[Collected data entries]
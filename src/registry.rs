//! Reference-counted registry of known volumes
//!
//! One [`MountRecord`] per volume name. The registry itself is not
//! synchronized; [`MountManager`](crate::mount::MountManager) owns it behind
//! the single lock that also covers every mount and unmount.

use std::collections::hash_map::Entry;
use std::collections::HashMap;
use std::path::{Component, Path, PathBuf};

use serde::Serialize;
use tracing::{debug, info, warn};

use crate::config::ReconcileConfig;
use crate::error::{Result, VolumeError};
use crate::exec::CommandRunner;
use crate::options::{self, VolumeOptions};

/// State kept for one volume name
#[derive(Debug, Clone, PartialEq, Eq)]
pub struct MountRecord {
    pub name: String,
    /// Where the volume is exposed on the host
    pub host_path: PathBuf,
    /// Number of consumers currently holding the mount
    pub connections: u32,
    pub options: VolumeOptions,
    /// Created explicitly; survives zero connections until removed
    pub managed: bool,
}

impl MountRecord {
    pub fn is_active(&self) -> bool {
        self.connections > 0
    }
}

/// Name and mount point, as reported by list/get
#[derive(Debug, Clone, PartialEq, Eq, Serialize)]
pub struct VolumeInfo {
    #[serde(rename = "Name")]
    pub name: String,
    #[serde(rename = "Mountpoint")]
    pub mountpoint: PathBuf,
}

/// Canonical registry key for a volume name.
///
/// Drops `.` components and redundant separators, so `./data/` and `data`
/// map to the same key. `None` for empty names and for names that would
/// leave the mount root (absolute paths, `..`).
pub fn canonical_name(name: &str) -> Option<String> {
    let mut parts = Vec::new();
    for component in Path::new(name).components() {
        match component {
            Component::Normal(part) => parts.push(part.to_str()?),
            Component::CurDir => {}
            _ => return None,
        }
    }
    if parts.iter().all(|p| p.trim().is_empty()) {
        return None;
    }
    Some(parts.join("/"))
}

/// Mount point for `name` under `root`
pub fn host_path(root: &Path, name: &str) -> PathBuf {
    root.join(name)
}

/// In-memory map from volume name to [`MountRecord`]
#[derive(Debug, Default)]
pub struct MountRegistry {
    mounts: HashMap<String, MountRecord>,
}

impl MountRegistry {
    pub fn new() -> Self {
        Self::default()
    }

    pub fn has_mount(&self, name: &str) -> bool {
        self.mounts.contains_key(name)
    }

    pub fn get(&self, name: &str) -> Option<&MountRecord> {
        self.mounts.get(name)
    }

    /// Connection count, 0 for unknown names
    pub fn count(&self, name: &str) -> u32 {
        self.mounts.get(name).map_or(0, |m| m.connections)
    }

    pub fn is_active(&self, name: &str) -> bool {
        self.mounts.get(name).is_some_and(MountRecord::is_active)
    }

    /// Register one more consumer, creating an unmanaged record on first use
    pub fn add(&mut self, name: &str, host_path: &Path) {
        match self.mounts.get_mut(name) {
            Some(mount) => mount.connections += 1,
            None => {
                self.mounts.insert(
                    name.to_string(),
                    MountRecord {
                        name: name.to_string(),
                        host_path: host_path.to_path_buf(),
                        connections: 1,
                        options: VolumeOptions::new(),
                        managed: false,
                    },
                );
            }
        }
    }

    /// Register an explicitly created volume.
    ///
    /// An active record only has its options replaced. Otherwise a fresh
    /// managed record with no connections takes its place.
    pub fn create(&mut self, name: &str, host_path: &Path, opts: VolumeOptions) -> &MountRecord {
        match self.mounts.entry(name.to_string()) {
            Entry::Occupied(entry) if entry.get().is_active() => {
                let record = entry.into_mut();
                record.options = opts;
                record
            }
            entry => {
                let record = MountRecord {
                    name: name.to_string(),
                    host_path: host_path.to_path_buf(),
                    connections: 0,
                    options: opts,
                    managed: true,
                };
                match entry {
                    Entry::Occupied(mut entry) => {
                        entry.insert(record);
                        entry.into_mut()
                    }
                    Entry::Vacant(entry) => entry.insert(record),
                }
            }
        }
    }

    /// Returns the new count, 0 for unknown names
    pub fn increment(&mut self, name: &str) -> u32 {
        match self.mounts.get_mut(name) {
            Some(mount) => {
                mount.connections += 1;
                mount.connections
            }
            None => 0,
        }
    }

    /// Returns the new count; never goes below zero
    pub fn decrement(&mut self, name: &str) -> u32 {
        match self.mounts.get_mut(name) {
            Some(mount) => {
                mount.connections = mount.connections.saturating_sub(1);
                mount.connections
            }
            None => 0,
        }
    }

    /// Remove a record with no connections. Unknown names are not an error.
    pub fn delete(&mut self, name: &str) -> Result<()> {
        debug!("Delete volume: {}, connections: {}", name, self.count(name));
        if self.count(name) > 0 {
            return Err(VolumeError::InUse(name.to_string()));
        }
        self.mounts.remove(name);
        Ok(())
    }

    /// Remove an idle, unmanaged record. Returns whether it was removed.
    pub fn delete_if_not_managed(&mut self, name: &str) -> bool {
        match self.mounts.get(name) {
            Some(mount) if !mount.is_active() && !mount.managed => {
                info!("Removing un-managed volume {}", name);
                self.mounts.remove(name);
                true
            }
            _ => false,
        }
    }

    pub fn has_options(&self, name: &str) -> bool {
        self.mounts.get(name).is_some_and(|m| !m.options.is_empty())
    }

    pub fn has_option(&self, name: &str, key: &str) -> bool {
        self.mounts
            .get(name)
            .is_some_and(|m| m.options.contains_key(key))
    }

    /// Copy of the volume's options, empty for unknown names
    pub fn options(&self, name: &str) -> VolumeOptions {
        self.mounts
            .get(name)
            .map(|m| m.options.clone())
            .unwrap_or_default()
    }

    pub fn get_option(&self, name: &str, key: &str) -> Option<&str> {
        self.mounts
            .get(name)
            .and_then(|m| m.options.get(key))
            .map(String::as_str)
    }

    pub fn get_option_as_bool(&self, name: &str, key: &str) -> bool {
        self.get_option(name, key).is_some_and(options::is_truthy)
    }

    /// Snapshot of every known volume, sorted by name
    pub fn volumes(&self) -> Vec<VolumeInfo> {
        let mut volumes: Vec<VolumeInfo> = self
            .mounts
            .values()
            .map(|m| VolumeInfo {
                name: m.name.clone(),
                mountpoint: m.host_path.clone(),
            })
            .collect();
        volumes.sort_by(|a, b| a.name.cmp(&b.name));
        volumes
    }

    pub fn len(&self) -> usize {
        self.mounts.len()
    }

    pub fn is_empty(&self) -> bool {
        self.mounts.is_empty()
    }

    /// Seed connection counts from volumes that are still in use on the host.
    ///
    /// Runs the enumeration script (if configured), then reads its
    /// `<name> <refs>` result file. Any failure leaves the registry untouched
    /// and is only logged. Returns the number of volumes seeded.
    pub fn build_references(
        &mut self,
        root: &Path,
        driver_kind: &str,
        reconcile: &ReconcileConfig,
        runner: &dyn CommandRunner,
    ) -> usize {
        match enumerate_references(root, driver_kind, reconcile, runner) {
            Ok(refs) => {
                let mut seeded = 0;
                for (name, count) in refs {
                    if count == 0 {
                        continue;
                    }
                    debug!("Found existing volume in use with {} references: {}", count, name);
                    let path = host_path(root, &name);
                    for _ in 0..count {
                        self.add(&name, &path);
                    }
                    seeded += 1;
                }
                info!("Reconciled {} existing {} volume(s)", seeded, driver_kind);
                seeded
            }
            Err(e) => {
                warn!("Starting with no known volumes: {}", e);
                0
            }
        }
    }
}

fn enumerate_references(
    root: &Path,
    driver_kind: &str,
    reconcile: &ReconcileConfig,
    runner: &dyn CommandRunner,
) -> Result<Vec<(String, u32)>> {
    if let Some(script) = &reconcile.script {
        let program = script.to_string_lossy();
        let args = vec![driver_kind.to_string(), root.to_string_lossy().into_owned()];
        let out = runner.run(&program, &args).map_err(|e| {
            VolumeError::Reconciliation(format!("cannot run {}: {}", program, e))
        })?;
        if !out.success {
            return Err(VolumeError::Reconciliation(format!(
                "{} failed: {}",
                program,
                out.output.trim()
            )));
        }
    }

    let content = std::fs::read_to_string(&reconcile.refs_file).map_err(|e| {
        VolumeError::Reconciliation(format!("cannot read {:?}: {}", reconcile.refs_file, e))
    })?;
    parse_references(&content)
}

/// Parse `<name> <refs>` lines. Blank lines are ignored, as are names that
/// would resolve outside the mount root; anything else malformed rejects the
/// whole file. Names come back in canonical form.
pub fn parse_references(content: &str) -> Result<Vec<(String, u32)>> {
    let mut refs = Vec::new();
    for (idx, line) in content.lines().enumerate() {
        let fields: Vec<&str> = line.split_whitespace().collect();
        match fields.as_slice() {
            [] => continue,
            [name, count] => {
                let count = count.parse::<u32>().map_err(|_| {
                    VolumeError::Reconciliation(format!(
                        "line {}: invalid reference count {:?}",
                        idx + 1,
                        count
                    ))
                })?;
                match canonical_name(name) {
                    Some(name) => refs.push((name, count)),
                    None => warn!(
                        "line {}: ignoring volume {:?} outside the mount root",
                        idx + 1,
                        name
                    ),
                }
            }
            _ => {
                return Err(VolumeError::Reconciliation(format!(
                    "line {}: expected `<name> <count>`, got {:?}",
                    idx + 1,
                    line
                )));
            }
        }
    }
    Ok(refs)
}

* * *

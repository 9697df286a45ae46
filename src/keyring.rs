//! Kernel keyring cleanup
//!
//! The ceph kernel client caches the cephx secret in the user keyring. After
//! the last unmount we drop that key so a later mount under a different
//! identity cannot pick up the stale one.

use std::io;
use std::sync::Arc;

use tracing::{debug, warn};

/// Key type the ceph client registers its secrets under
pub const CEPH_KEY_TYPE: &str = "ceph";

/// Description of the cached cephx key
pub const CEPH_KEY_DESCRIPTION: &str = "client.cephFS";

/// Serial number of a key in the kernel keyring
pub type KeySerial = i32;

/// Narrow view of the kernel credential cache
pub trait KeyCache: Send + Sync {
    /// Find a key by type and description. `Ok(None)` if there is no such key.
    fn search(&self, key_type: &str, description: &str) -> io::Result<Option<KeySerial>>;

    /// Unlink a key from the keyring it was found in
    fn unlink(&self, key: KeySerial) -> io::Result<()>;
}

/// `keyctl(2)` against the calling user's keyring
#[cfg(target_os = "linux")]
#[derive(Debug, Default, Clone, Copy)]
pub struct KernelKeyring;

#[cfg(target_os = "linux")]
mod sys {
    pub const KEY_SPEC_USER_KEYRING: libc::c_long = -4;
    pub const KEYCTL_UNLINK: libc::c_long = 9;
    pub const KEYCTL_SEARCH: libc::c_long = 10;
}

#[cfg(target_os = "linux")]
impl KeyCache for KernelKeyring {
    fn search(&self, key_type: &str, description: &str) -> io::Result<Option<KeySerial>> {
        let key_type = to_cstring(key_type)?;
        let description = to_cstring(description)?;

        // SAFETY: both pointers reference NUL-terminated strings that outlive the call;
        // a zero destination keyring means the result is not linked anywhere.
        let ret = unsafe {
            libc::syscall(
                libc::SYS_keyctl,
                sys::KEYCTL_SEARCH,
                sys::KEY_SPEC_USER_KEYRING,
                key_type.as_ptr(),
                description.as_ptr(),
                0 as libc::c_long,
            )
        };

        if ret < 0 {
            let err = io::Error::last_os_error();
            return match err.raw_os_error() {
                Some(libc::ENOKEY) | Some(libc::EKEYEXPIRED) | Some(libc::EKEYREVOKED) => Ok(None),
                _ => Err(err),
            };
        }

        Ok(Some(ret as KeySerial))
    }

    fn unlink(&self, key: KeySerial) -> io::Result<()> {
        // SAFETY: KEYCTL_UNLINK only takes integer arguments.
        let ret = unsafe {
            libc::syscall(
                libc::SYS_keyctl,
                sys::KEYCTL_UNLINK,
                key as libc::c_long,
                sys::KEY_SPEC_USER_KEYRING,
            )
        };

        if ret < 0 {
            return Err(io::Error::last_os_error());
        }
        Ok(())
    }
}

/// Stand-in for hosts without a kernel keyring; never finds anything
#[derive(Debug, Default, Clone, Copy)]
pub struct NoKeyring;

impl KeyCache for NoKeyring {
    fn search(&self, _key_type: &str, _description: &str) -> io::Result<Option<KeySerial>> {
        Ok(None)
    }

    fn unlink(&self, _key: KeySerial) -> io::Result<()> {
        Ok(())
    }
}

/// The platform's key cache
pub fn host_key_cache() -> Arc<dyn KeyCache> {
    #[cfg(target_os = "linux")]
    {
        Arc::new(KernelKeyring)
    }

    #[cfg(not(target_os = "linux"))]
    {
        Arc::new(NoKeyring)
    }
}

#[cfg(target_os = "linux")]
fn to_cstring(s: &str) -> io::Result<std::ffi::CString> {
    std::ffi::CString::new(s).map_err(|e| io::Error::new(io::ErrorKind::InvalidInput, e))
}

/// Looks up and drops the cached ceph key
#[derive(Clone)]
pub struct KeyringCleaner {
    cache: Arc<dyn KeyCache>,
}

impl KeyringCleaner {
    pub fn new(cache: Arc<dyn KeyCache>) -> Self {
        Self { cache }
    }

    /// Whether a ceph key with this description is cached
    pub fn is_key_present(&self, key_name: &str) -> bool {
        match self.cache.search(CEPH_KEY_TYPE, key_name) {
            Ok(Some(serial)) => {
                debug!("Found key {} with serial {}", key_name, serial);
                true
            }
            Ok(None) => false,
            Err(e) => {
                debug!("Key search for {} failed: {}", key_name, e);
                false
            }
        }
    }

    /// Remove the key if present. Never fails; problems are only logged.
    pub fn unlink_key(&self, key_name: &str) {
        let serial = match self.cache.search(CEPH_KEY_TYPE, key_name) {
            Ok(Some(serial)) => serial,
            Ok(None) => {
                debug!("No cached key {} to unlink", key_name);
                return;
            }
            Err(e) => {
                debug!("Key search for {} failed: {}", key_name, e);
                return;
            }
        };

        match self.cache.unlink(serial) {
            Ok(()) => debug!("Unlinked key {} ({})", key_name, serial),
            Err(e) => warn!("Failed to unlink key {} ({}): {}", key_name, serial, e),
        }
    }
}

==

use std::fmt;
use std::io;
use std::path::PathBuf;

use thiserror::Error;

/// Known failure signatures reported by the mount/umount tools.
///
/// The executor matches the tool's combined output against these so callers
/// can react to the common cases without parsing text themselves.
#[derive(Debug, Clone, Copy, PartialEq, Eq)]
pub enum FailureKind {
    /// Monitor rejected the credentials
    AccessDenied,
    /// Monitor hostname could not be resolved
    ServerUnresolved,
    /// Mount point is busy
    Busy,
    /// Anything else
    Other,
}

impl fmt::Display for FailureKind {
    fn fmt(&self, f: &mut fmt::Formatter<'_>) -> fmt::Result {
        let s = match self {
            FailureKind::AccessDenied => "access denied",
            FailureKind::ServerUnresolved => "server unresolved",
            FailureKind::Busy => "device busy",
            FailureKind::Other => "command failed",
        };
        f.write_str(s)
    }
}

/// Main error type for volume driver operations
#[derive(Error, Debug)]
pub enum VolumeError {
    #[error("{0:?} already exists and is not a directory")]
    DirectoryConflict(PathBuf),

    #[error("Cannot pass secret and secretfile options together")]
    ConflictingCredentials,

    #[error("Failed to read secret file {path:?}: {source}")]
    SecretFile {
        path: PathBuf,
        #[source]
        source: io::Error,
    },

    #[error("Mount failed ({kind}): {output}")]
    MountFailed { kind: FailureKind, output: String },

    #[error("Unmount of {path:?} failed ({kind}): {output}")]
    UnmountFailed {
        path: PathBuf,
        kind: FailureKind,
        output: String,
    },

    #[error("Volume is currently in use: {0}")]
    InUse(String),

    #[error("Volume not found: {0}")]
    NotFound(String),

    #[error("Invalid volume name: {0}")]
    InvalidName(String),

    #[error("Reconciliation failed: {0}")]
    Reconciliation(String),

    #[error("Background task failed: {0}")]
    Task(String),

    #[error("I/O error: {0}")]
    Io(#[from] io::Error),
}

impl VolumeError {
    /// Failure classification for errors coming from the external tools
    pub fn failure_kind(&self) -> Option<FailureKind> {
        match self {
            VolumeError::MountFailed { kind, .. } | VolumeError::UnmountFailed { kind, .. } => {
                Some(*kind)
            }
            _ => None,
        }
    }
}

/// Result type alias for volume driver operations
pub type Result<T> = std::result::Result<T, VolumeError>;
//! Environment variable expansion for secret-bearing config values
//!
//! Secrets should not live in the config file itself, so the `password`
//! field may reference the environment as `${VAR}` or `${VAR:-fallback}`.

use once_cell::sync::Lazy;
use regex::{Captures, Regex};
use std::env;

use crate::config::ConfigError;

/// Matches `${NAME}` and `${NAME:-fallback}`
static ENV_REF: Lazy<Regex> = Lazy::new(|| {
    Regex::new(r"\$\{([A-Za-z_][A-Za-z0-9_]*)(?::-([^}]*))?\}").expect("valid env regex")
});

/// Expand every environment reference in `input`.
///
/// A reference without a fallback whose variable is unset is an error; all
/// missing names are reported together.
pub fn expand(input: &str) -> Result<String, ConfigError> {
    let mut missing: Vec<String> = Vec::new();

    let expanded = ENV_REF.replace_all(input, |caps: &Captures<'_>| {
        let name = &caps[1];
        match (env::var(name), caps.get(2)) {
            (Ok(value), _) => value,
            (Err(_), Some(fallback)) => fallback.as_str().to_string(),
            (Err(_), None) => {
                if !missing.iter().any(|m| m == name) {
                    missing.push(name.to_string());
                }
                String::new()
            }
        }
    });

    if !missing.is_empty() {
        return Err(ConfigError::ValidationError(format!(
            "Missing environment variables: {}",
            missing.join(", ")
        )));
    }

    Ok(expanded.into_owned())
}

EXERCISE AIM> Go through the records above and copy every line with the word "together".

SOLUTION BELOW>
    #[error("Cannot pass secret and secretfile options together")]
/// missing names are reported together.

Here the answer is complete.